Even goldfish don’t need reminding of Theresa May’s social care pitch in the 2017 election – and the damage it did to her campaign. After that, there was once again talk of cross-party talks on social care, with Liberal Democrats like the excellent former care minister Norman Lamb and Labour’s Liz Kendall – at the time a backbencher – pressing for them. At the time, I remember speaking to allies of Jeremy Hunt, then the health secretary, who thought it was very nice that there were cross party talks being offered, but who pointed out that ultimately these always fail. Their argument? One of the reasons we have political parties is that they are groups of people who agree with each other on policies and disagree with the guys in the other camp. The Tories, Labour and Lib Dems all have fundamentally different views on private wealth and the role of the state: two things that are very much central to social care reform. So they are never going to agree on a solution.
Labour has a big enough majority now that it doesn’t need cross-party social care talks. It also has 20 years’ worth of royal commissions and ‘oven ready’ social care reform plans that it doesn’t need another time-consuming review on what to do: we know the options, and someone just needs to choose between them.

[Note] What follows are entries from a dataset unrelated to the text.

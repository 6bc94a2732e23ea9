//! Edit actions exchanged with the network relay.
//!
//! The engine consumes actions through `Canvas::apply_action` and emits them
//! through an [`ActionSink`] after committed local edits. Transport is the
//! host's concern.

use crate::shapes::{EntityId, SceneObject, Stroke};
use serde::{Deserialize, Serialize};

/// A single scene edit.
#[derive(Debug, Clone, PartialEq, Serialize, Deserialize)]
#[serde(tag = "type", rename_all = "kebab-case")]
pub enum Action {
    /// Append a stroke (replacing one with the same id).
    Stroke { stroke: Stroke },
    /// Upsert an object.
    Object { object: SceneObject },
    /// Upsert an object that already exists.
    Modify { object: SceneObject },
    Delete {
        #[serde(rename = "objectId")]
        object_id: EntityId,
    },
    DeleteStroke {
        #[serde(rename = "strokeId")]
        stroke_id: EntityId,
    },
    /// Bulk or ambiguous change: peers should re-request the whole board.
    Refresh,
    /// Any `type` this version does not know.
    #[serde(other)]
    Unknown,
}

impl Action {
    /// Parse an action, logging and dropping malformed payloads.
    pub fn parse(json: &str) -> Option<Self> {
        match serde_json::from_str(json) {
            Ok(action) => Some(action),
            Err(err) => {
                log::warn!("Ignoring malformed action: {err}");
                None
            }
        }
    }

    pub fn to_json(&self) -> Result<String, serde_json::Error> {
        serde_json::to_string(self)
    }
}

/// Receiver of locally committed actions (the outbound network side).
pub trait ActionSink {
    fn on_action(&mut self, action: &Action);
}

impl<F> ActionSink for F
where
    F: FnMut(&Action),
{
    fn on_action(&mut self, action: &Action) {
        self(action)
    }
}
//! Host-facing facade: a [`Canvas`] driven by a [`ToolController`].

use crate::board::{BoardData, BoardError};
use crate::canvas::Canvas;
use crate::config::EngineConfig;
use crate::input::{KeyInput, PointerInput, WheelInput};
use crate::storage::{Storage, StorageResult};
use crate::sync::Action;
use crate::tools::{ToolController, ToolKind};

/// The whiteboard engine a host embeds.
#[derive(Default)]
pub struct Engine {
    canvas: Canvas,
    controller: ToolController,
}

impl Engine {
    pub fn new() -> Self {
        Self::default()
    }

    pub fn with_config(config: EngineConfig) -> Self {
        Self {
            canvas: Canvas::with_config(config),
            controller: ToolController::new(),
        }
    }

    pub fn canvas(&self) -> &Canvas {
        &self.canvas
    }

    pub fn canvas_mut(&mut self) -> &mut Canvas {
        &mut self.canvas
    }

    pub fn controller(&self) -> &ToolController {
        &self.controller
    }

    pub fn pointer_down(&mut self, input: &PointerInput) {
        self.controller.pointer_down(&mut self.canvas, input);
    }

    pub fn pointer_move(&mut self, input: &PointerInput) {
        self.controller.pointer_move(&mut self.canvas, input);
    }

    pub fn pointer_up(&mut self, input: &PointerInput) {
        self.controller.pointer_up(&mut self.canvas, input);
    }

    pub fn pointer_leave(&mut self, input: &PointerInput) {
        self.controller.pointer_leave(&mut self.canvas, input);
    }

    pub fn wheel(&mut self, input: &WheelInput) -> bool {
        self.controller.wheel(&mut self.canvas, input)
    }

    pub fn key_down(&mut self, input: &KeyInput) -> bool {
        self.controller.key_down(&mut self.canvas, input)
    }

    /// Switch tools, closing any open text editor first.
    pub fn set_tool(&mut self, tool: ToolKind) {
        self.controller.commit_text(&mut self.canvas);
        self.controller.finish(&mut self.canvas);
        self.canvas.set_tool(tool);
    }

    pub fn update_text(&mut self, text: &str) -> bool {
        self.controller.update_text(&mut self.canvas, text)
    }

    pub fn commit_text(&mut self) -> bool {
        self.controller.commit_text(&mut self.canvas)
    }

    pub fn cancel_text(&mut self) {
        self.controller.cancel_text(&mut self.canvas);
    }

    pub fn undo(&mut self) -> bool {
        self.controller.finish(&mut self.canvas);
        self.canvas.undo()
    }

    pub fn apply_action(&mut self, action: Action) -> bool {
        self.canvas.apply_action(action)
    }

    pub fn export_board_data(&self) -> BoardData {
        self.canvas.export_board_data()
    }

    /// Replace the board. Any gesture in progress is dropped.
    pub fn import_board_data(&mut self, data: BoardData) -> Result<(), BoardError> {
        self.canvas.import_board_data(data)?;
        self.controller.reset();
        Ok(())
    }

    /// Persist the board under `id` and mark it saved.
    pub async fn save_to(&mut self, storage: &dyn Storage, id: &str) -> StorageResult<()> {
        let data = self.canvas.export_board_data();
        storage.save(id, &data).await?;
        self.canvas.mark_saved();
        log::info!("Board {id} saved");
        Ok(())
    }

    /// Load the board stored under `id`.
    pub async fn load_from(&mut self, storage: &dyn Storage, id: &str) -> StorageResult<()> {
        let data = storage.load(id).await?;
        self.import_board_data(data)?;
        log::info!("Board {id} loaded");
        Ok(())
    }
}

#[cfg(test)]
mod tests {
    use super::*;
    use crate::shapes::{ObjectBody, SceneObject};
    use crate::storage::{MemoryStorage, StorageError};
    use crate::storage::test_util::block_on;
    use crate::tools::ShapeTool;
    use kurbo::Point;

    #[test]
    fn test_save_and_load_round_trip() {
        let storage = MemoryStorage::new();
        let mut engine = Engine::new();
        engine.canvas_mut().add_object(SceneObject::new(ObjectBody::Ellipse, 5.0, 5.0, 40.0, 20.0));
        assert!(engine.canvas().is_dirty());

        block_on(engine.save_to(&storage, "board")).unwrap();
        assert!(!engine.canvas().is_dirty());

        let mut other = Engine::new();
        block_on(other.load_from(&storage, "board")).unwrap();
        assert_eq!(other.canvas().store().objects(), engine.canvas().store().objects());
    }

    #[test]
    fn test_load_missing_board() {
        let storage = MemoryStorage::new();
        let mut engine = Engine::new();
        let result = block_on(engine.load_from(&storage, "missing"));
        assert!(matches!(result, Err(StorageError::NotFound(_))));
    }

    #[test]
    fn test_set_tool_commits_open_text() {
        let mut engine = Engine::new();
        engine.set_tool(ToolKind::Sticky);
        engine.pointer_down(&PointerInput::mouse(Point::new(0.0, 0.0)));
        assert!(engine.canvas().editing_object().is_some());
        engine.update_text("note");
        engine.set_tool(ToolKind::Shape(ShapeTool::Rect));
        assert!(engine.canvas().editing_object().is_none());
        assert_eq!(engine.canvas().store().objects()[0].text().unwrap().text, "note");
    }
}
//! PNG export with transparent-margin cropping.

use crate::renderer::{RenderResult, RendererError};

/// Tightly packed, non-premultiplied RGBA8 pixels.
#[derive(Debug, Clone, PartialEq, Eq)]
pub struct PixelBuffer {
    pub width: u32,
    pub height: u32,
    pub data: Vec<u8>,
}

impl PixelBuffer {
    pub fn new(width: u32, height: u32, data: Vec<u8>) -> RenderResult<Self> {
        let expected = width as usize * height as usize * 4;
        if data.len() != expected {
            return Err(RendererError::InvalidBuffer {
                expected,
                actual: data.len(),
            });
        }
        Ok(Self { width, height, data })
    }

    /// A fully transparent buffer.
    pub fn transparent(width: u32, height: u32) -> Self {
        Self {
            width,
            height,
            data: vec![0; width as usize * height as usize * 4],
        }
    }

    pub fn full_region(&self) -> PixelRegion {
        PixelRegion {
            x: 0,
            y: 0,
            width: self.width,
            height: self.height,
        }
    }

    fn alpha(&self, x: u32, y: u32) -> u8 {
        self.data[(y as usize * self.width as usize + x as usize) * 4 + 3]
    }

    /// Copy out a sub-rectangle. The region is clamped to the buffer.
    pub fn crop(&self, region: PixelRegion) -> PixelBuffer {
        let x0 = region.x.min(self.width);
        let y0 = region.y.min(self.height);
        let x1 = region.x.saturating_add(region.width).min(self.width);
        let y1 = region.y.saturating_add(region.height).min(self.height);
        let row_len = (x1 - x0) as usize * 4;
        let mut data = Vec::with_capacity(row_len * (y1 - y0) as usize);
        for y in y0..y1 {
            let start = (y as usize * self.width as usize + x0 as usize) * 4;
            data.extend_from_slice(&self.data[start..start + row_len]);
        }
        PixelBuffer {
            width: x1 - x0,
            height: y1 - y0,
            data,
        }
    }
}

/// Integer pixel rectangle.
#[derive(Debug, Clone, Copy, PartialEq, Eq)]
pub struct PixelRegion {
    pub x: u32,
    pub y: u32,
    pub width: u32,
    pub height: u32,
}

/// A surface whose pixels can be read back.
pub trait PixelReader {
    /// Read the whole surface. Backends that cannot read back (tainted or
    /// GPU-only targets) return [`RendererError::CapabilityUnavailable`].
    fn read_pixels(&self) -> RenderResult<PixelBuffer>;
}

impl PixelReader for PixelBuffer {
    fn read_pixels(&self) -> RenderResult<PixelBuffer> {
        Ok(self.clone())
    }
}

/// Smallest region containing every pixel with nonzero alpha, grown by
/// `padding` and clamped to the buffer. `None` for a blank buffer.
pub fn content_region(pixels: &PixelBuffer, padding: u32) -> Option<PixelRegion> {
    let mut min = (u32::MAX, u32::MAX);
    let mut max = (0, 0);
    let mut found = false;
    for y in 0..pixels.height {
        for x in 0..pixels.width {
            if pixels.alpha(x, y) > 0 {
                found = true;
                min = (min.0.min(x), min.1.min(y));
                max = (max.0.max(x), max.1.max(y));
            }
        }
    }
    if !found {
        return None;
    }
    let x0 = min.0.saturating_sub(padding);
    let y0 = min.1.saturating_sub(padding);
    let x1 = max.0.saturating_add(padding + 1).min(pixels.width);
    let y1 = max.1.saturating_add(padding + 1).min(pixels.height);
    Some(PixelRegion {
        x: x0,
        y: y0,
        width: x1 - x0,
        height: y1 - y0,
    })
}

/// Read the surface and crop it to its content.
///
/// When pixels cannot be read the whole surface is exported instead, so
/// export degrades rather than fails. A blank surface is also exported
/// whole.
pub fn crop_to_content<R: PixelReader + ?Sized>(reader: &R, full: PixelRegion, padding: u32) -> PixelRegion {
    match reader.read_pixels() {
        Ok(pixels) => content_region(&pixels, padding).unwrap_or(full),
        Err(RendererError::CapabilityUnavailable(reason)) => {
            log::warn!("Pixel readback unavailable ({reason}), exporting full surface");
            full
        }
        Err(e) => {
            log::warn!("Pixel readback failed: {e}, exporting full surface");
            full
        }
    }
}

/// Encode RGBA pixels as PNG.
pub fn encode_png(pixels: &PixelBuffer) -> RenderResult<Vec<u8>> {
    let mut out = Vec::new();
    {
        let mut encoder = png::Encoder::new(&mut out, pixels.width, pixels.height);
        encoder.set_color(png::ColorType::Rgba);
        encoder.set_depth(png::BitDepth::Eight);
        let mut writer = encoder
            .write_header()
            .map_err(|e| RendererError::Encode(e.to_string()))?;
        writer
            .write_image_data(&pixels.data)
            .map_err(|e| RendererError::Encode(e.to_string()))?;
    }
    Ok(out)
}

/// Read, crop to content, and encode in one step.
pub fn export_png<R: PixelReader + ?Sized>(reader: &R, padding: u32) -> RenderResult<Vec<u8>> {
    let pixels = reader.read_pixels()?;
    let region = content_region(&pixels, padding).unwrap_or(pixels.full_region());
    encode_png(&pixels.crop(region))
}

#[cfg(test)]
mod tests {
    use super::*;

    struct Tainted;

    impl PixelReader for Tainted {
        fn read_pixels(&self) -> RenderResult<PixelBuffer> {
            Err(RendererError::CapabilityUnavailable("cross-origin image".into()))
        }
    }

    fn with_dot(width: u32, height: u32, x: u32, y: u32) -> PixelBuffer {
        let mut pixels = PixelBuffer::transparent(width, height);
        let i = ((y * width + x) * 4) as usize;
        pixels.data[i..i + 4].copy_from_slice(&[255, 0, 0, 255]);
        pixels
    }

    #[test]
    fn test_content_region_pads_and_clamps() {
        let pixels = with_dot(20, 10, 3, 4);
        assert_eq!(
            content_region(&pixels, 2),
            Some(PixelRegion { x: 1, y: 2, width: 5, height: 5 })
        );
        assert_eq!(
            content_region(&pixels, 10),
            Some(PixelRegion { x: 0, y: 0, width: 14, height: 10 })
        );
        assert_eq!(content_region(&PixelBuffer::transparent(4, 4), 0), None);
    }

    #[test]
    fn test_unreadable_surface_falls_back_to_full() {
        let full = PixelRegion { x: 0, y: 0, width: 64, height: 48 };
        assert_eq!(crop_to_content(&Tainted, full, 8), full);
    }

    #[test]
    fn test_crop_copies_rows() {
        let pixels = with_dot(8, 8, 5, 6);
        let cropped = pixels.crop(PixelRegion { x: 5, y: 6, width: 1, height: 1 });
        assert_eq!(cropped.data, vec![255, 0, 0, 255]);
    }

    #[test]
    fn test_buffer_length_is_checked() {
        assert!(matches!(
            PixelBuffer::new(2, 2, vec![0; 15]),
            Err(RendererError::InvalidBuffer { expected: 16, actual: 15 })
        ));
    }

    #[test]
    fn test_export_png_signature() {
        let png = export_png(&with_dot(16, 16, 8, 8), 1).unwrap();
        assert_eq!(&png[..8], b"\x89PNG\r\n\x1a\n");
        assert!(export_png(&Tainted, 0).is_err());
    }
}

It will burn political capital if it gets going with full scale reform of social care, but that’s what the early days of a government are about: one of Tony Blair’s regrets is that he didn’t get going with this kind of big reform until his second term, when governing was a much more gelatinous process. The Lib Dems could help ease the passage of social care legislation, but offering to be part of talks isn’t actually that helpful. Keir Starmer just needs to get on with it.